(Items listed in a dataset)

○ ○ ○ ○ ○

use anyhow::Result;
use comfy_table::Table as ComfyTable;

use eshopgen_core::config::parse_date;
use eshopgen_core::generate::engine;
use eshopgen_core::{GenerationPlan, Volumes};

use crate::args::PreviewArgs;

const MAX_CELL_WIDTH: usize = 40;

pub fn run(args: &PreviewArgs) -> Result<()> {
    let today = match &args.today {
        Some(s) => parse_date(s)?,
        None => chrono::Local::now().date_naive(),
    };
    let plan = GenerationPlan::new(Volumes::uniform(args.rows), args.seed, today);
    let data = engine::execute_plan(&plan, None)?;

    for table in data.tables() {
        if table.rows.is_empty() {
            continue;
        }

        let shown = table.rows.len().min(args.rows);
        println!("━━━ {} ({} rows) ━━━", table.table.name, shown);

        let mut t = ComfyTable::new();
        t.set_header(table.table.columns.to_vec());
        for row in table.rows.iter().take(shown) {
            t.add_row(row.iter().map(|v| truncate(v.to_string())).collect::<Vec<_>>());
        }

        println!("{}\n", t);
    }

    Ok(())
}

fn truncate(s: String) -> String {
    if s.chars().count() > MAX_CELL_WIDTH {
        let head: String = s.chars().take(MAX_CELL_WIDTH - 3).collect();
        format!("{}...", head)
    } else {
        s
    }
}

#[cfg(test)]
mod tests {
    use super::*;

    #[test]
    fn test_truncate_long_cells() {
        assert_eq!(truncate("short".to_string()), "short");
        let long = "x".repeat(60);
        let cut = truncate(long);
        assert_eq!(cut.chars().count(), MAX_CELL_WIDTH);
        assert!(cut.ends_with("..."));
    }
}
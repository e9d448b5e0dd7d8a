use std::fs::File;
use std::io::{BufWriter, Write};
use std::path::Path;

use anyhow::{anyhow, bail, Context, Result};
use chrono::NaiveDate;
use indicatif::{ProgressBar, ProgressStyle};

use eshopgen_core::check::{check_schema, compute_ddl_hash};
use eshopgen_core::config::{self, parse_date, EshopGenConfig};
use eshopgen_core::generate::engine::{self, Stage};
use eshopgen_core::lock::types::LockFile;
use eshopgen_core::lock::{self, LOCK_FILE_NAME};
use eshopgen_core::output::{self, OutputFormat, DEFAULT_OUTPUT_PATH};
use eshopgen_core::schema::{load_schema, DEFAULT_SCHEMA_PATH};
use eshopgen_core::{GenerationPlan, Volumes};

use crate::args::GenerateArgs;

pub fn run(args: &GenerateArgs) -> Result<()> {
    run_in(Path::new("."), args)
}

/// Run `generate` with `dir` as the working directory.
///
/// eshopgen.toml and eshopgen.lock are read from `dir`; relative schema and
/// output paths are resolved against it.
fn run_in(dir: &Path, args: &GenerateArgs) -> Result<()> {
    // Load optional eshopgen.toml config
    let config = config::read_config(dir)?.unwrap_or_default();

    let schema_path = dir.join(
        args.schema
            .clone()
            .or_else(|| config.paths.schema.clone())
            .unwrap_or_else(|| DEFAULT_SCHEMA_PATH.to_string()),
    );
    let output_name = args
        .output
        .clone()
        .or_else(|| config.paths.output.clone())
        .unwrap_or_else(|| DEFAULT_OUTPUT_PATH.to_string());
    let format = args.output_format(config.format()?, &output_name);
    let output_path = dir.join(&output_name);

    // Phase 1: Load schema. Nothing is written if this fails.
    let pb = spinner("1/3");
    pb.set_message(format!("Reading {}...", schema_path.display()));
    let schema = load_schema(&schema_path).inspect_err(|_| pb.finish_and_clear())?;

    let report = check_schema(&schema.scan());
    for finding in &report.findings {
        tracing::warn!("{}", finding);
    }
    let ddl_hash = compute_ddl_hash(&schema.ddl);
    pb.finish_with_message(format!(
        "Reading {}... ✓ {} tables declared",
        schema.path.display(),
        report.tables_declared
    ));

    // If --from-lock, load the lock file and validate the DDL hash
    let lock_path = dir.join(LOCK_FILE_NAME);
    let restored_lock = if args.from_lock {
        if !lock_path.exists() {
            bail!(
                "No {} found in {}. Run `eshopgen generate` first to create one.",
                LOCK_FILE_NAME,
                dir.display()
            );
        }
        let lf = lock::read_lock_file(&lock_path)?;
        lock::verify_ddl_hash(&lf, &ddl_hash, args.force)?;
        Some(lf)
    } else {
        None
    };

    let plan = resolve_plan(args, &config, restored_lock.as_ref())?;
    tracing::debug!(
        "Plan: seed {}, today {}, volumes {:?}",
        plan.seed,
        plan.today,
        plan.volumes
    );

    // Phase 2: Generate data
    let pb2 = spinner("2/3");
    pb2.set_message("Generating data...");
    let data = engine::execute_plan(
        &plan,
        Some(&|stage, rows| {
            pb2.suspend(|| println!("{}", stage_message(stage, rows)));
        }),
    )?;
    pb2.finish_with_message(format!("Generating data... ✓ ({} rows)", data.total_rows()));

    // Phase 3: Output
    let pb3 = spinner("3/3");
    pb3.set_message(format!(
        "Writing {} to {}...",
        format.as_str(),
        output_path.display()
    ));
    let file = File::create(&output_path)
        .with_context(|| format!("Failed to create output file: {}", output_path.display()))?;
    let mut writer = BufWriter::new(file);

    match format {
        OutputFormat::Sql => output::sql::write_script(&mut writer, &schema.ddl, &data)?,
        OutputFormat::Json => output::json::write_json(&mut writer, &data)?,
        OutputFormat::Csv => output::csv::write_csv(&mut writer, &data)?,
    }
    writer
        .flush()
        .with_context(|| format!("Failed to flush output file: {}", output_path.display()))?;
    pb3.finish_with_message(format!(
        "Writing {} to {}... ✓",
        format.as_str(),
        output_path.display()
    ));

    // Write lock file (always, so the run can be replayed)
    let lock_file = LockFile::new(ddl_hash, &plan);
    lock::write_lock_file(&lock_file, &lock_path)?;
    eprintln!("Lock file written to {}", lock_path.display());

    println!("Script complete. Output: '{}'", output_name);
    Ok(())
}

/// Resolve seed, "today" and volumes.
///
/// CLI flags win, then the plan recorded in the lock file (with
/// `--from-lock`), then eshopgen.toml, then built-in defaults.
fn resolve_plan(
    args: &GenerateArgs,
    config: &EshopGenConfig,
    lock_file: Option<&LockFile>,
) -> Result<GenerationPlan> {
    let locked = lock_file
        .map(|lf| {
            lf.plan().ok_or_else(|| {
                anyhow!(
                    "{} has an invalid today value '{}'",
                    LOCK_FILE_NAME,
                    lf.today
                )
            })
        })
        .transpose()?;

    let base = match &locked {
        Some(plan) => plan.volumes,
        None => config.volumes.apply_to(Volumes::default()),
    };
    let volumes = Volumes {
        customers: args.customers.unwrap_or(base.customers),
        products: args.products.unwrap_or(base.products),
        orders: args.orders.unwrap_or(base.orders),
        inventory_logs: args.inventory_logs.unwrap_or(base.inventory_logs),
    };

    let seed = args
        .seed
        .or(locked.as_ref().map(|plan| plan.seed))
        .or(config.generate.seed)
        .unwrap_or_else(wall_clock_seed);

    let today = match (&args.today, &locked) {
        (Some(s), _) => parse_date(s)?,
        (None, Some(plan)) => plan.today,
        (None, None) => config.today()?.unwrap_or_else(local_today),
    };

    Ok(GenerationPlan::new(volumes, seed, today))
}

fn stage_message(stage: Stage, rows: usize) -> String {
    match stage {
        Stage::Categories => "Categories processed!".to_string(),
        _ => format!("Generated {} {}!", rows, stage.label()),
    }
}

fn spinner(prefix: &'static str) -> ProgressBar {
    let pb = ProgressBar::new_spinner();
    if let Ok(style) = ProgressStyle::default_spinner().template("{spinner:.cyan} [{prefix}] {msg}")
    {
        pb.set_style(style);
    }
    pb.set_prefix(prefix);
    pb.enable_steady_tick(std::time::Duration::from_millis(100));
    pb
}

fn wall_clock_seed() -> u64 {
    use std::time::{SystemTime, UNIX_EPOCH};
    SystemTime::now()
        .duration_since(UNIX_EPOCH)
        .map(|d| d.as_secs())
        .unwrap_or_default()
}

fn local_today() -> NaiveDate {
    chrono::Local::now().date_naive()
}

○ ○ ○ ○ ○

• Problem statement:
Check each line of the records above for the string "create", and report every line that has it.

• Result for this task:
                "No {} found in {}. Run `eshopgen generate` first to create one.",
    let file = File::create(&output_path)
        .with_context(|| format!("Failed to create output file: {}", output_path.display()))?;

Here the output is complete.